Unfortunately there is so much intellectual dishonesty in this film that, as tempting as it would be to detail and counter the distortions, there simply isn’t room. Although in his last film, America: Imagine the World Without Her, he denied that there was a Native American genocide, here he allows for it, but only under Democrat President Andrew Jackson. Ignoring that many Republicans were involved in the creation of Planned Parenthood, he distorts its purpose and history. Evidently only Democrats had political machines and exploited immigrants and the poor in inner city ghettos.
In 2014, D’Souza pleaded guilty to having made illegal political campaign contributions. Revising history in both his last documentary and this one, he celebrates his own martyrdom, portraying the case as a politically motivated attack on him by the Obama administration.
When entering prison, the admitting guard notes that usually those convicted of similar crimes were sent to country club prisons. Instead D’Souza has been assigned to a prison populated by vicious career criminals, obviously at the direction of the administration. The conceit of the prison scenes is a documentary realism, with staged re-creations shot as though cinema verité. D’Souza befriends a tough inmate who teaches him all about how crime works. As the lesson unfolds, D’Souza realizes this is exactly how the Democratic Party operates.
Except the whole sequence is a lie. D’Souza never went to prison, but was instead assigned to a halfway house. In order to damn the Democrats and the administration, D’Souza laments over an unfair treatment that never happened.
Researching the history of the Democrats, D’Souza slips into a hidden back room at national Party headquarters to access the secret files. Later at Hillary Clinton’s campaign headquarters, he does the same thing. Except these are detective-film fictions designed to suggest that the Democrats and Clinton, well aware of their moral corruption, have hidden the evidence, which only D’Souza is courageous enough to dig out.
There is a certain damning Democrat history, as before the Civil War they were the pro-slavery party, while during the hundred years following the North’s victory in the Civil War, the South was a one-party region, politically dominated by conservative racist Democrats. These so-called Dixiecrats championed segregation and Jim Crow and helped birth the Ku Klux Klan while doing everything they could to disenfranchise blacks.
D’Souza states that full civil rights were achieved when the Republicans lead by Lincoln passed the 13th, 14th, and 15th amendments, ignoring that these were at best lightly enforced for a century. Suggesting that the goals of the mid-20th century civil rights movement had actually long been achieved. This is the film’s most dishonest claim. First LBJ’s role in passing the landmark civil rights legislation is minimized by having him only offer reluctant support out of concern about the emerging black vote. His crucial role in passing the legislation, even though he was well aware that by doing so he was handing the South politically over to the Republicans, would have undercut D’Souza’s casually offered big lie which followed. Despite all the historic evidence to the contrary, D’Souza claims that the long acknowledged transformation of Southern political leadership from racist Dixiecrat Democrats to conservative Republicans in the wake of that legislation never happened. Instead the new Republican domination came about because the South had become so much less racist.
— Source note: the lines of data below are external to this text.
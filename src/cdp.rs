//! Chrome DevTools Protocol host implementation

use crate::geometry::LayoutProbe;
use crate::host::{DetectionProbe, ElementRef, Host, ScrollSurface};
use crate::{CaptureConfig, Error, ImageFormat, Result};
use headless_chrome::browser::tab::Tab;
use headless_chrome::protocol::cdp::Page;
use headless_chrome::{Browser, LaunchOptions};
use log::debug;
use serde::de::DeserializeOwned;
use serde::Deserialize;
use std::ffi::OsStr;
use std::sync::Arc;
use std::time::Duration;

// Every in-page script runs inside this envelope so exceptions come back as data.
const ENVELOPE: &str = r#"(function(){
    function stamp(el) {
        if (!el.dataset.rfcaptureId) {
            window.__rfcaptureSeq = (window.__rfcaptureSeq || 0) + 1;
            el.dataset.rfcaptureId = 'rf-' + window.__rfcaptureSeq;
        }
        return el.dataset.rfcaptureId;
    }
    function byRef(id) {
        var el = document.querySelector('[data-rfcapture-id="' + id + '"]');
        if (!el) { throw new Error('detached element ' + id); }
        return el;
    }
    try {
        var out = (function(){ {{BODY}} })();
        return JSON.stringify({ ok: out === undefined ? null : out });
    } catch (e) {
        return JSON.stringify({ error: String(e) });
    }
})()"#;

const MEASURE_WINDOW: &str = r#"
    var d = document.documentElement, b = document.body || d;
    return {
        scrollSize: { width: Math.max(d.scrollWidth, b.scrollWidth), height: Math.max(d.scrollHeight, b.scrollHeight) },
        offsetSize: { width: Math.max(d.offsetWidth, b.offsetWidth), height: Math.max(d.offsetHeight, b.offsetHeight) },
        clientSize: { width: d.clientWidth || window.innerWidth, height: d.clientHeight || window.innerHeight },
        scrollOffset: { x: window.scrollX, y: window.scrollY },
        origin: { x: 0, y: 0 },
        devicePixelRatio: window.devicePixelRatio || 1
    };"#;

const MEASURE_CONTAINER: &str = r#"
    var el = byRef({{REF}});
    var r = el.getBoundingClientRect();
    return {
        scrollSize: { width: el.scrollWidth, height: el.scrollHeight },
        offsetSize: { width: el.scrollWidth, height: el.scrollHeight },
        clientSize: { width: el.clientWidth, height: el.clientHeight },
        scrollOffset: { x: el.scrollLeft, y: el.scrollTop },
        origin: { x: r.left + el.clientLeft, y: r.top + el.clientTop },
        devicePixelRatio: window.devicePixelRatio || 1
    };"#;

const FIXED_ELEMENTS: &str = r#"
    var out = [];
    var all = document.body ? document.body.getElementsByTagName('*') : [];
    for (var i = 0; i < all.length; i++) {
        var el = all[i];
        var cs = getComputedStyle(el);
        if ((cs.position === 'fixed' || cs.position === 'sticky') && cs.visibility !== 'hidden' && cs.display !== 'none') {
            var r = el.getBoundingClientRect();
            if (r.width > 0 && r.height > 0) { out.push(stamp(el)); }
        }
    }
    return out;"#;

const SET_VISIBILITY: &str = r#"
    var ids = {{IDS}}, hide = {{HIDE}}, n = 0;
    ids.forEach(function(id){
        var el = document.querySelector('[data-rfcapture-id="' + id + '"]');
        if (!el) { return; }
        if (hide) {
            if (el.dataset.rfcapturePrev === undefined) { el.dataset.rfcapturePrev = el.style.visibility || ''; }
            el.style.setProperty('visibility', 'hidden', 'important');
        } else if (el.dataset.rfcapturePrev !== undefined) {
            el.style.removeProperty('visibility');
            if (el.dataset.rfcapturePrev) { el.style.visibility = el.dataset.rfcapturePrev; }
            delete el.dataset.rfcapturePrev;
        }
        n++;
    });
    return n;"#;

const PROBE_CONTAINERS: &str = r#"
    var STRUCTURAL = ['main', '[role="main"]', '#app', '#root', '#__next', '.main-content', '.content', '[data-scroll-container]'];
    function candidate(el) {
        var cs = getComputedStyle(el);
        var r = el.getBoundingClientRect();
        var ov = cs.overflowY === 'overlay' ? 'auto' : cs.overflowY;
        return {
            element: stamp(el), overflowY: ov,
            scrollHeight: el.scrollHeight, clientHeight: el.clientHeight,
            bounds: { x: r.left, y: r.top, width: r.width, height: r.height }
        };
    }
    var seen = new Set(), structural = [], blocks = [];
    STRUCTURAL.forEach(function(sel){
        document.querySelectorAll(sel).forEach(function(el){
            if (!seen.has(el)) { seen.add(el); structural.push(candidate(el)); }
        });
    });
    var all = document.body ? document.body.getElementsByTagName('*') : [];
    for (var i = 0; i < all.length; i++) {
        var el = all[i];
        if (seen.has(el) || el.scrollHeight <= el.clientHeight) { continue; }
        var cs = getComputedStyle(el);
        if (cs.display === 'inline' || cs.display === 'none') { continue; }
        if (cs.overflowY !== 'auto' && cs.overflowY !== 'scroll' && cs.overflowY !== 'overlay') { continue; }
        blocks.push(candidate(el));
    }
    return { structural: structural, blocks: blocks, viewport: { width: window.innerWidth, height: window.innerHeight } };"#;

#[derive(Deserialize)]
struct Envelope<T> {
    ok: Option<T>,
    error: Option<String>,
}

fn script(body: &str) -> String {
    ENVELOPE.replace("{{BODY}}", body)
}

fn js_string(s: &str) -> String {
    serde_json::Value::String(s.to_string()).to_string()
}

fn scroll_script(surface: &ScrollSurface, x: f64, y: f64) -> String {
    match surface {
        ScrollSurface::Window => script(&format!(
            "window.scrollTo({{ left: {}, top: {}, behavior: 'instant' }}); return true;",
            x, y
        )),
        ScrollSurface::Container(el) => script(&format!(
            "byRef({}).scrollTo({{ left: {}, top: {}, behavior: 'instant' }}); return true;",
            js_string(el.as_str()),
            x,
            y
        )),
    }
}

fn is_detached(msg: &str) -> bool {
    let m = msg.to_ascii_lowercase();
    m.contains("detached") || m.contains("no target") || m.contains("target closed") || m.contains("connection closed")
}

/// Map a backend failure onto the engine's error taxonomy.
fn classify(err: anyhow::Error, fallback: fn(String) -> Error) -> Error {
    let msg = err.to_string();
    if is_detached(&msg) {
        Error::DetachedTarget(msg)
    } else {
        fallback(msg)
    }
}

/// CDP-backed capture host over one headless Chrome tab.
///
/// Element references are stamped onto the page as `data-rfcapture-id`
/// attributes. Blocking `headless_chrome` calls run on tokio's blocking pool.
#[derive(Clone)]
pub struct CdpHost {
    browser: Option<Arc<Browser>>,
    tab: Arc<Tab>,
    navigation_timeout_ms: u64,
}

impl CdpHost {
    /// Launch headless Chrome at the configured viewport and scale factor.
    pub fn launch(config: &CaptureConfig) -> Result<Self> {
        let scale_arg = format!("--force-device-scale-factor={}", config.device_scale_factor);
        let launch_options = LaunchOptions::default_builder()
            .headless(true)
            .window_size(Some((config.viewport.width, config.viewport.height)))
            .args(vec![OsStr::new(&scale_arg), OsStr::new("--hide-scrollbars")])
            .idle_browser_timeout(Duration::from_millis(config.host_timeout_ms.max(30_000)))
            .build()
            .map_err(|e| Error::CdpError(format!("Failed to build launch options: {}", e)))?;

        let browser = Browser::new(launch_options).map_err(|e| Error::CdpError(format!("Failed to launch browser: {}", e)))?;
        let tab = browser
            .new_tab()
            .map_err(|e| Error::CdpError(format!("Failed to create tab: {}", e)))?;

        Ok(Self {
            browser: Some(Arc::new(browser)),
            tab,
            navigation_timeout_ms: config.host_timeout_ms,
        })
    }

    /// Wrap a tab owned by someone else.
    pub fn from_tab(tab: Arc<Tab>) -> Self {
        Self {
            browser: None,
            tab,
            navigation_timeout_ms: CaptureConfig::default().host_timeout_ms,
        }
    }

    /// The browser this host launched, if it owns one.
    pub fn browser(&self) -> Option<&Arc<Browser>> {
        self.browser.as_ref()
    }

    pub fn tab(&self) -> &Arc<Tab> {
        &self.tab
    }

    pub async fn load_url(&self, url: &str) -> Result<()> {
        let tab = self.tab.clone();
        let url = url.to_string();
        let task = tokio::task::spawn_blocking(move || -> anyhow::Result<()> {
            tab.navigate_to(&url)?;
            tab.wait_until_navigated()?;
            Ok(())
        });
        let limit = self.navigation_timeout_ms;
        tokio::time::timeout(Duration::from_millis(limit), task)
            .await
            .map_err(|_| Error::Timeout(limit))?
            .map_err(|e| Error::Other(format!("navigation task failed: {}", e)))?
            .map_err(|e| Error::CdpError(format!("Navigation failed: {}", e)))
    }

    async fn eval<T>(&self, source: String, fallback: fn(String) -> Error) -> Result<T>
    where
        T: DeserializeOwned + Send + 'static,
    {
        let tab = self.tab.clone();
        let remote = tokio::task::spawn_blocking(move || tab.evaluate(&source, false))
            .await
            .map_err(|e| Error::Other(format!("evaluation task failed: {}", e)))?
            .map_err(|e| classify(e, fallback))?;

        let text = remote
            .value
            .as_ref()
            .and_then(|v| v.as_str())
            .ok_or_else(|| fallback("script returned no value".into()))?
            .to_string();
        let envelope: Envelope<T> =
            serde_json::from_str(&text).map_err(|e| fallback(format!("malformed script result: {}", e)))?;
        if let Some(err) = envelope.error {
            return Err(if is_detached(&err) { Error::DetachedTarget(err) } else { fallback(err) });
        }
        envelope.ok.ok_or_else(|| fallback("script returned null".into()))
    }
}

impl Host for CdpHost {
    async fn measure_scroll(&self, surface: &ScrollSurface) -> Result<LayoutProbe> {
        let body = match surface {
            ScrollSurface::Window => MEASURE_WINDOW.to_string(),
            ScrollSurface::Container(el) => MEASURE_CONTAINER.replace("{{REF}}", &js_string(el.as_str())),
        };
        self.eval(script(&body), Error::Unmeasurable).await
    }

    async fn scroll_to(&self, surface: &ScrollSurface, x: f64, y: f64) -> Result<()> {
        let _: bool = self.eval(scroll_script(surface, x, y), Error::Unmeasurable).await?;
        Ok(())
    }

    async fn capture_viewport(&self, format: ImageFormat, quality: u8) -> Result<Vec<u8>> {
        let tab = self.tab.clone();
        let (fmt, quality) = match format {
            ImageFormat::Png => (Page::CaptureScreenshotFormatOption::Png, None),
            ImageFormat::Jpeg => (Page::CaptureScreenshotFormatOption::Jpeg, Some(u32::from(quality))),
        };
        tokio::task::spawn_blocking(move || tab.capture_screenshot(fmt, quality, None, true))
            .await
            .map_err(|e| Error::Other(format!("screenshot task failed: {}", e)))?
            .map_err(|e| classify(e, Error::RestrictedSurface))
    }

    async fn fixed_elements(&self) -> Result<Vec<ElementRef>> {
        let ids: Vec<String> = self.eval(script(FIXED_ELEMENTS), Error::Unmeasurable).await?;
        Ok(ids.into_iter().map(ElementRef).collect())
    }

    async fn set_element_visibility(&self, elements: &[ElementRef], hidden: bool) -> Result<()> {
        let ids: Vec<&str> = elements.iter().map(|e| e.as_str()).collect();
        let ids = serde_json::to_string(&ids).map_err(|e| Error::Other(e.to_string()))?;
        let body = SET_VISIBILITY.replace("{{IDS}}", &ids).replace("{{HIDE}}", if hidden { "true" } else { "false" });
        let n: u32 = self.eval(script(&body), Error::Unmeasurable).await?;
        debug!("visibility of {} elements set (hidden={})", n, hidden);
        Ok(())
    }

    async fn probe_containers(&self) -> Result<DetectionProbe> {
        self.eval(script(PROBE_CONTAINERS), Error::Unmeasurable).await
    }

    fn send_progress(&self, percent: u8) {
        debug!("capture progress {}%", percent);
    }
}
He saves his greater vitriol for Bill and Hillary Clinton. There is not a charge against them he does not celebrate as fact. Damning Hillary for any and all transgressions, she is portrayed as a wicked witch.
Dishonest in almost every way, the film argues for an America where one party has long been intentionally evil and corrupt while the other is beyond saintly in its goodness. Arguing that those with different beliefs are evil, corrupt, and aggressively un-American is really the most un-American position one can take.